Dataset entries
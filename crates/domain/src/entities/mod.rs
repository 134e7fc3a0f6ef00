//! Domain entities - The records that make up a project document

mod custom_event;
mod event;
mod project;
mod scene;

pub use custom_event::{
    ActorTable, CustomEvent, CustomEventActor, CustomEventVariable, VariableTable,
};
pub use event::{EventArgs, EventChildren, EventNode};
pub use project::Project;
pub use scene::{Actor, Scene, Script, ScriptOwner, Trigger};
#[cfg(test)]
mod tests {
    use super::*;
    use gbsproj_domain::commands::*;
    use gbsproj_domain::CustomEventVariable;
    use serde_json::json;

    fn rules() -> RewriteRules {
        RewriteRules::from_catalog(&CommandCatalog::builtin())
    }

    fn node(value: Value) -> EventNode {
        serde_json::from_value(value).unwrap()
    }

    fn script_1() -> CustomEvent {
        CustomEvent::new("script-1")
            .with_name("Script 1")
            .with_variable("0", CustomEventVariable::new("0", "Variable A"))
            .with_variable("1", CustomEventVariable::new("1", "output"))
    }

    #[test]
    fn test_call_rule_is_registered_once() {
        let rules = rules();
        assert_eq!(
            rules.for_command(EVENT_CALL_CUSTOM_EVENT),
            &[ArgRewrite::CustomEventCall]
        );
        assert!(rules.for_command("EVENT_TEXT").is_empty());
    }

    #[test]
    fn test_defaults_come_after_variable_rewrites() {
        let rules = rules();
        assert_eq!(
            rules.for_command(EVENT_ENGINE_FIELD_STORE),
            &[
                ArgRewrite::VariableReference {
                    field: "value".into()
                },
                ArgRewrite::DefaultValue {
                    field: "value".into(),
                    value: json!("0")
                },
            ]
        );
    }

    #[test]
    fn test_variable_param_keys() {
        assert_eq!(variable_param_slot("$variable[1]$"), Some("1"));
        assert_eq!(variable_param_slot("$variable[V1]$"), Some("V1"));
        assert_eq!(variable_param_slot("$actor[1]$"), None);
        assert_eq!(variable_param_key("V0"), "$variable[V0]$");
    }

    #[test]
    fn test_bare_variable_is_wrapped_and_prefixed() {
        let event = node(json!({"command": EVENT_INC_VALUE, "args": {"variable": "0"}, "id": "event-1"}));
        let event = rules().rewrite_variables(event);
        assert_eq!(
            serde_json::to_value(&event).unwrap(),
            json!({
                "command": EVENT_INC_VALUE,
                "args": {"variable": {"type": "variable", "value": "V0"}},
                "id": "event-1"
            })
        );
    }

    #[test]
    fn test_variable_rewrite_is_idempotent() {
        let rules = rules();
        let once = rules.rewrite_variables(node(
            json!({"command": EVENT_INC_VALUE, "args": {"variable": 2}, "id": "event-1"}),
        ));
        let twice = rules.rewrite_variables(once.clone());
        assert_eq!(once, twice);
        assert_eq!(once.arg("variable"), Some(&ArgValue::variable("V2")));
    }

    #[test]
    fn test_union_variable_is_prefixed_in_place() {
        let event = node(json!({
            "command": EVENT_ACTOR_SET_DIRECTION,
            "args": {"actorId": "player", "direction": {"type": "variable", "value": "3"}},
            "id": "event-1"
        }));
        let event = rules().rewrite_variables(event);
        assert_eq!(
            serde_json::to_value(&event).unwrap()["args"],
            json!({"actorId": "player", "direction": {"type": "variable", "value": "V3"}})
        );
    }

    #[test]
    fn test_union_field_literal_is_untouched() {
        let input = json!({
            "command": EVENT_ACTOR_SET_DIRECTION,
            "args": {"actorId": "player", "direction": "left"},
            "id": "event-1"
        });
        let event = rules().rewrite_variables(node(input.clone()));
        assert_eq!(serde_json::to_value(&event).unwrap(), input);
    }

    #[test]
    fn test_non_slot_ids_are_not_prefixed() {
        let event = rules().rewrite_variables(node(
            json!({"command": EVENT_INC_VALUE, "args": {"variable": "L1"}, "id": "event-1"}),
        ));
        assert_eq!(event.arg("variable"), Some(&ArgValue::variable("L1")));
    }

    #[test]
    fn test_entity_scope_skips_variable_rewrite() {
        let input = json!({"command": EVENT_INC_VALUE, "args": {"variable": "0"}, "id": "event-1"});
        let ctx = RewriteContext::new(&[]);
        let event = rules().rewrite_event(node(input.clone()), &ctx);
        assert_eq!(serde_json::to_value(&event).unwrap(), input);
    }

    #[test]
    fn test_custom_event_call_backfills_and_rekeys() {
        let custom_events = vec![script_1()];
        let ctx = RewriteContext::new(&custom_events);
        let event = rules().rewrite_event(
            node(json!({
                "command": EVENT_CALL_CUSTOM_EVENT,
                "args": {"customEventId": "script-1", "$variable[1]$": "L1"},
                "id": "event-1"
            })),
            &ctx,
        );
        assert_eq!(
            serde_json::to_value(&event).unwrap(),
            json!({
                "command": EVENT_CALL_CUSTOM_EVENT,
                "args": {
                    "customEventId": "script-1",
                    "$variable[V0]$": {"type": "variable", "value": "0"},
                    "$variable[V1]$": {"type": "variable", "value": "L1"}
                },
                "id": "event-1"
            })
        );
    }

    #[test]
    fn test_unknown_custom_event_call_is_unchanged() {
        let input = json!({
            "command": EVENT_CALL_CUSTOM_EVENT,
            "args": {"customEventId": "script-1", "$variable[1]$": "L1"},
            "id": "event-1"
        });
        let event = rules().rewrite_event(node(input.clone()), &RewriteContext::new(&[]));
        assert_eq!(serde_json::to_value(&event).unwrap(), input);
    }

    #[test]
    fn test_call_actor_params_are_untouched() {
        let custom_events = vec![script_1()];
        let event = rules().rewrite_event(
            node(json!({
                "command": EVENT_CALL_CUSTOM_EVENT,
                "args": {"customEventId": "script-1", "$actor[0]$": "player"},
                "id": "event-1"
            })),
            &RewriteContext::new(&custom_events),
        );
        assert_eq!(event.arg("$actor[0]$"), Some(&ArgValue::raw_str("player")));
        assert!(event.arg("$actor[V0]$").is_none());
    }

    #[test]
    fn test_call_inside_custom_event_prefixes_local_slots() {
        let custom_events = vec![script_1()];
        let ctx = RewriteContext::new(&custom_events).in_custom_event(None);
        let event = rules().rewrite_event(
            node(json!({
                "command": EVENT_CALL_CUSTOM_EVENT,
                "args": {"customEventId": "script-1", "$variable[0]$": "2", "$variable[1]$": "L1"},
                "id": "event-1"
            })),
            &ctx,
        );
        assert_eq!(event.arg("$variable[V0]$"), Some(&ArgValue::variable("V2")));
        assert_eq!(event.arg("$variable[V1]$"), Some(&ArgValue::variable("L1")));
    }

    #[test]
    fn test_backfill_inside_custom_event_uses_local_slot() {
        let custom_events = vec![script_1()];
        let ctx = RewriteContext::new(&custom_events).in_custom_event(None);
        let rules = rules();
        let once = rules.rewrite_event(
            node(json!({
                "command": EVENT_CALL_CUSTOM_EVENT,
                "args": {"customEventId": "script-1", "$variable[0]$": "2"},
                "id": "event-1"
            })),
            &ctx,
        );
        assert_eq!(once.arg("$variable[V1]$"), Some(&ArgValue::variable("V1")));

        let twice = rules.rewrite_event(once.clone(), &ctx);
        assert_eq!(once, twice);
    }

    #[test]
    fn test_call_rule_is_idempotent() {
        let custom_events = vec![script_1()];
        let ctx = RewriteContext::new(&custom_events);
        let rules = rules();
        let once = rules.rewrite_event(
            node(json!({
                "command": EVENT_CALL_CUSTOM_EVENT,
                "args": {"customEventId": "script-1", "$variable[1]$": "L1"},
                "id": "event-1"
            })),
            &ctx,
        );
        let twice = rules.rewrite_event(once.clone(), &ctx);
        assert_eq!(once, twice);
    }

    #[test]
    fn test_migrated_param_wins_over_legacy_duplicate() {
        let custom_events = vec![script_1()];
        let event = rules().rewrite_event(
            node(json!({
                "command": EVENT_CALL_CUSTOM_EVENT,
                "args": {
                    "customEventId": "script-1",
                    "$variable[0]$": "9",
                    "$variable[V0]$": {"type": "variable", "value": "4"}
                },
                "id": "event-1"
            })),
            &RewriteContext::new(&custom_events),
        );
        assert_eq!(event.arg("$variable[V0]$"), Some(&ArgValue::variable("4")));
        assert!(event.arg("$variable[0]$").is_none());
    }

    #[test]
    fn test_engine_field_store_gains_default() {
        let event = rules().rewrite_event(
            node(json!({
                "command": EVENT_ENGINE_FIELD_STORE,
                "args": {"engineFieldKey": "plat_run_vel"},
                "id": "event-1"
            })),
            &RewriteContext::new(&[]),
        );
        assert_eq!(
            serde_json::to_value(&event).unwrap()["args"],
            json!({"engineFieldKey": "plat_run_vel", "value": "0"})
        );
    }

    #[test]
    fn test_engine_field_store_keeps_existing_value() {
        let input = json!({
            "command": EVENT_ENGINE_FIELD_STORE,
            "args": {"engineFieldKey": "plat_run_vel", "value": "5"},
            "id": "event-1"
        });
        let event = rules().rewrite_event(node(input.clone()), &RewriteContext::new(&[]));
        assert_eq!(serde_json::to_value(&event).unwrap(), input);
    }

    #[test]
    fn test_node_without_args_gets_args_only_for_defaults() {
        let rules = rules();
        let ctx = RewriteContext::new(&[]);
        let inc = rules.rewrite_event(EventNode::new(EVENT_INC_VALUE, "event-1"), &ctx);
        assert!(inc.args.is_none());
        let store = rules.rewrite_event(EventNode::new(EVENT_ENGINE_FIELD_STORE, "event-2"), &ctx);
        assert_eq!(store.arg("value"), Some(&ArgValue::raw_str("0")));
    }
}
//! gbsproj-migrate - upgrade a project file to the current schema.
//!
//! Usage: `gbsproj-migrate <input.gbsproj> [output.gbsproj]`
//!
//! Without an output path the input file is rewritten in place.

use std::path::PathBuf;

use anyhow::{bail, Context};
use tracing_subscriber::{layer::SubscriberExt, util::SubscriberInitExt};

use gbsproj_engine::infrastructure::settings::RunnerSettings;
use gbsproj_engine::{Migrator, ProjectLoader};

fn main() -> anyhow::Result<()> {
    load_dotenv_from_repo_root();

    tracing_subscriber::registry()
        .with(
            tracing_subscriber::EnvFilter::try_from_default_env()
                .unwrap_or_else(|_| "gbsproj_engine=info".into()),
        )
        .with(tracing_subscriber::fmt::layer())
        .init();

    let mut args = std::env::args_os().skip(1);
    let Some(input) = args.next().map(PathBuf::from) else {
        bail!("usage: gbsproj-migrate <input.gbsproj> [output.gbsproj]");
    };
    let output = args.next().map(PathBuf::from).unwrap_or_else(|| input.clone());
    if args.next().is_some() {
        bail!("usage: gbsproj-migrate <input.gbsproj> [output.gbsproj]");
    }

    let settings = RunnerSettings::from_env();
    let catalog = settings
        .load_catalog()
        .context("Failed to load command catalog")?;
    let migrator = Migrator::new(&catalog);
    tracing::info!(
        current = %migrator.current_version(),
        commands = catalog.len(),
        "Starting gbsproj migration"
    );

    let loader = ProjectLoader::new(migrator).with_unique_symbols(settings.ensure_unique_symbols);
    let report = loader
        .upgrade_file(&input, &output)
        .with_context(|| format!("Failed to migrate {}", input.display()))?;

    if report.is_noop() {
        tracing::info!(version = %report.to, "Project already up to date");
    } else {
        tracing::info!(
            from = %report.from,
            to = %report.to,
            stages = ?report.applied,
            events = report.events,
            output = %output.display(),
            "Project migrated"
        );
    }

    Ok(())
}

fn load_dotenv_from_repo_root() {
    let repo_root = std::path::Path::new(env!("CARGO_MANIFEST_DIR"))
        .join("..")
        .join("..");

    // Prefer local overrides.
    for filename in [".env.local", ".env"] {
        let path = repo_root.join(filename);
        if path.exists() {
            let _ = dotenvy::from_path(path);
        }
    }
}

Task item
In the data above, repeat exactly each line from the first through the line that contains "serde_json::from_value(value).unwrap()", and give nothing else.

Answer for this exercise
filename crates/domain/src/entities/mod.rs
repository 134e7fc3a0f6ef00
//! Domain entities - The records that make up a project document

mod custom_event;
mod event;
mod project;
mod scene;

pub use custom_event::{
    ActorTable, CustomEvent, CustomEventActor, CustomEventVariable, VariableTable,
};
pub use event::{EventArgs, EventChildren, EventNode};
pub use project::Project;
pub use scene::{Actor, Scene, Script, ScriptOwner, Trigger};
#[cfg(test)]
mod tests {
    use super::*;
    use gbsproj_domain::commands::*;
    use gbsproj_domain::CustomEventVariable;
    use serde_json::json;

    fn rules() -> RewriteRules {
        RewriteRules::from_catalog(&CommandCatalog::builtin())
    }

    fn node(value: Value) -> EventNode {
        serde_json::from_value(value).unwrap()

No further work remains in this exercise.